(DATA SECTION Opens)

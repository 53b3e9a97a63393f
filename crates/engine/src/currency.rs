use serde::{Deserialize, Serialize};

use crate::{EngineError, ResultEngine};

/// ISO-like currency code used when presenting money values.
///
/// Amounts are stored as exact decimals (see `Money`); the currency only
/// decides how they are rendered for humans.
#[derive(Clone, Copy, Debug, Default, PartialEq, Eq, Hash, Serialize, Deserialize)]
#[serde(rename_all = "UPPERCASE")]
pub enum Currency {
    #[default]
    Usd,
    Eur,
}

impl Currency {
    /// Canonical currency code.
    #[must_use]
    pub const fn code(self) -> &'static str {
        match self {
            Currency::Usd => "USD",
            Currency::Eur => "EUR",
        }
    }

    /// Symbol printed next to formatted amounts.
    #[must_use]
    pub const fn symbol(self) -> &'static str {
        match self {
            Currency::Usd => "$",
            Currency::Eur => "€",
        }
    }

    /// Whether the symbol is written before the number (`$5.00`) or after (`5.00€`).
    #[must_use]
    pub const fn symbol_leads(self) -> bool {
        match self {
            Currency::Usd => true,
            Currency::Eur => false,
        }
    }
}

impl core::fmt::Display for Currency {
    fn fmt(&self, f: &mut core::fmt::Formatter<'_>) -> core::fmt::Result {
        f.write_str(self.code())
    }
}

impl TryFrom<&str> for Currency {
    type Error = EngineError;

    fn try_from(value: &str) -> ResultEngine<Self> {
        match value.trim().to_ascii_uppercase().as_str() {
            "USD" => Ok(Currency::Usd),
            "EUR" => Ok(Currency::Eur),
            other => Err(EngineError::CurrencyMismatch(format!(
                "unsupported currency: {other}"
            ))),
        }
    }
}

#[cfg(test)]
mod tests {
    use super::*;

    #[test]
    fn parses_codes_case_insensitively() {
        assert_eq!(Currency::try_from(" usd ").unwrap(), Currency::Usd);
        assert_eq!(Currency::try_from("Eur").unwrap(), Currency::Eur);
    }

    #[test]
    #[should_panic(expected = "CurrencyMismatch(\"unsupported currency: GBP\")")]
    fn rejects_unknown_code() {
        Currency::try_from("gbp").unwrap();
    }
}
//! The module contains the `Expense` type and its derived `ExpenseSummary`.
use core::fmt;
use std::{collections::BTreeSet, sync::Arc};

use chrono::{DateTime, Utc};
use serde::{Deserialize, Serialize};
use uuid::Uuid;

use crate::{Category, Money, ValidationError};

/// A single validated spending record.
///
/// The category is shared: expenses built from the same `Arc<Category>` point
/// at one value, while equality still compares categories structurally.
#[derive(Clone, Debug, PartialEq, Eq, Serialize, Deserialize)]
pub struct Expense {
    pub id: Uuid,
    pub amount: Money,
    pub description: String,
    pub date: DateTime<Utc>,
    pub category: Arc<Category>,
}

impl Expense {
    /// Builds an expense with a fresh id and the current timestamp.
    ///
    /// No validation happens here; see [`crate::create_expense`].
    pub fn new(
        description: impl Into<String>,
        amount: Money,
        category: Arc<Category>,
    ) -> Self {
        Self {
            id: Uuid::new_v4(),
            amount,
            description: description.into(),
            date: Utc::now(),
            category,
        }
    }

    pub fn category_name(&self) -> &str {
        &self.category.name
    }
}

impl fmt::Display for Expense {
    fn fmt(&self, f: &mut fmt::Formatter<'_>) -> fmt::Result {
        write!(f, "{}: {} ({})", self.description, self.amount, self.category)
    }
}

/// Aggregate figures over a set of expenses.
#[derive(Clone, Debug, Default, PartialEq, Eq, Serialize, Deserialize)]
pub struct ExpenseSummary {
    pub total: Money,
    pub count: usize,
    pub categories: BTreeSet<String>,
}

impl ExpenseSummary {
    pub fn from_expenses(expenses: &[Expense]) -> Result<Self, ValidationError> {
        Ok(Self {
            total: total_amount(expenses)?,
            count: expenses.len(),
            categories: expenses
                .iter()
                .map(|expense| expense.category.name.clone())
                .collect(),
        })
    }
}

/// Sum of every amount, failing when the total does not fit in [`Money`].
pub fn total_amount(expenses: &[Expense]) -> Result<Money, ValidationError> {
    Money::checked_sum(expenses.iter().map(|expense| expense.amount))
        .ok_or(ValidationError::AmountOutOfRange)
}
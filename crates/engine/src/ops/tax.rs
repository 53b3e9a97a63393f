use crate::{Expense, Money, ValidationError, total_amount};

/// Flat tax rate applied by [`estimate_tax`], in percent.
pub const TAX_RATE_PERCENT: u32 = 10;

/// Estimated tax on the total spent.
///
/// `Ok(None)` means there is nothing to tax. A total that does not fit in
/// [`Money`] is an error rather than a missing estimate.
pub fn estimate_tax(expenses: &[Expense]) -> Result<Option<Money>, ValidationError> {
    (!expenses.is_empty())
        .then_some(expenses)
        .map(|expenses| {
            total_amount(expenses).and_then(|total| {
                total
                    .percent(TAX_RATE_PERCENT)
                    .ok_or(ValidationError::AmountOutOfRange)
            })
        })
        .transpose()
}
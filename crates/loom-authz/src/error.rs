// Copyright (c) 2025 Geoffrey Huntley <ghuntley@ghuntley.com>. All rights reserved.
// SPDX-License-Identifier: Proprietary

//! Error types for the authorization engine.

use std::path::PathBuf;

use thiserror::Error;

/// Result type for authorization operations.
pub type Result<T> = std::result::Result<T, AuthzError>;

/// Errors that can occur while building or using an enforcer.
///
/// Configuration and compile errors abort enforcer construction. Errors raised
/// during [`crate::Enforcer::enforce`] are returned to the caller and are never
/// folded into a deny decision.
#[derive(Debug, Error)]
pub enum AuthzError {
	/// Malformed model text or a missing mandatory section.
	#[error("model parse error: {message}")]
	ConfigParse {
		line: Option<usize>,
		message: String,
	},

	/// A request or rule supplied the wrong number of fields.
	#[error("arity mismatch for `{key}`: expected {expected} fields, got {actual}")]
	ArityMismatch {
		key: String,
		expected: usize,
		actual: usize,
	},

	/// The matcher expression is malformed or references unknown identifiers.
	#[error("matcher compile error: {0}")]
	Compile(String),

	/// The effect expression does not match any supported combination mode.
	#[error("unsupported effect expression: `{0}`")]
	UnsupportedEffect(String),

	/// Opaque failure reported by a storage adapter.
	#[error("adapter error: {0}")]
	Adapter(String),

	/// A role-check function does not fit its role definition.
	#[error("role graph error: {0}")]
	RoleGraph(String),

	/// A rule or context references an assertion the model does not define.
	#[error("unknown assertion `{0}`")]
	UnknownAssertion(String),

	/// A pattern builtin received a pattern it cannot interpret.
	#[error("{function}: invalid pattern `{pattern}`: {message}")]
	InvalidPattern {
		function: &'static str,
		pattern: String,
		message: String,
	},

	/// A `priority` field holds a non-numeric value.
	#[error("invalid rule priority `{value}`")]
	InvalidPriority { value: String },

	/// An enforcer option could not be interpreted.
	#[error("invalid configuration value for {key}: {message}")]
	Config { key: String, message: String },

	/// An enforcer options file is not valid TOML.
	#[error("failed to parse {path}: {source}")]
	TomlParse {
		path: PathBuf,
		#[source]
		source: toml::de::Error,
	},

	#[error("io error: {0}")]
	Io(#[from] std::io::Error),
}

impl AuthzError {
	pub(crate) fn parse(line: usize, message: impl Into<String>) -> Self {
		Self::ConfigParse {
			line: Some(line),
			message: format!("line {line}: {}", message.into()),
		}
	}

	pub(crate) fn model(message: impl Into<String>) -> Self {
		Self::ConfigParse {
			line: None,
			message: message.into(),
		}
	}

	pub(crate) fn arity(key: &str, expected: usize, actual: usize) -> Self {
		Self::ArityMismatch {
			key: key.to_string(),
			expected,
			actual,
		}
	}
}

(DATA SECTION Closes)

# ASSIGNMENT
From the material above, set down exactly the lines between the line holding "No validation happens" and the line holding "Sum of every", inclusive. Include nothing else.

# PROBLEM SOLUTION
    /// No validation happens here; see [`crate::create_expense`].
    pub fn new(
        description: impl Into<String>,
        amount: Money,
        category: Arc<Category>,
    ) -> Self {
        Self {
            id: Uuid::new_v4(),
            amount,
            description: description.into(),
            date: Utc::now(),
            category,
        }
    }

    pub fn category_name(&self) -> &str {
        &self.category.name
    }
}

impl fmt::Display for Expense {
    fn fmt(&self, f: &mut fmt::Formatter<'_>) -> fmt::Result {
        write!(f, "{}: {} ({})", self.description, self.amount, self.category)
    }
}

/// Aggregate figures over a set of expenses.
#[derive(Clone, Debug, Default, PartialEq, Eq, Serialize, Deserialize)]
pub struct ExpenseSummary {
    pub total: Money,
    pub count: usize,
    pub categories: BTreeSet<String>,
}

impl ExpenseSummary {
    pub fn from_expenses(expenses: &[Expense]) -> Result<Self, ValidationError> {
        Ok(Self {
            total: total_amount(expenses)?,
            count: expenses.len(),
            categories: expenses
                .iter()
                .map(|expense| expense.category.name.clone())
                .collect(),
        })
    }
}

/// Sum of every amount, failing when the total does not fit in [`Money`].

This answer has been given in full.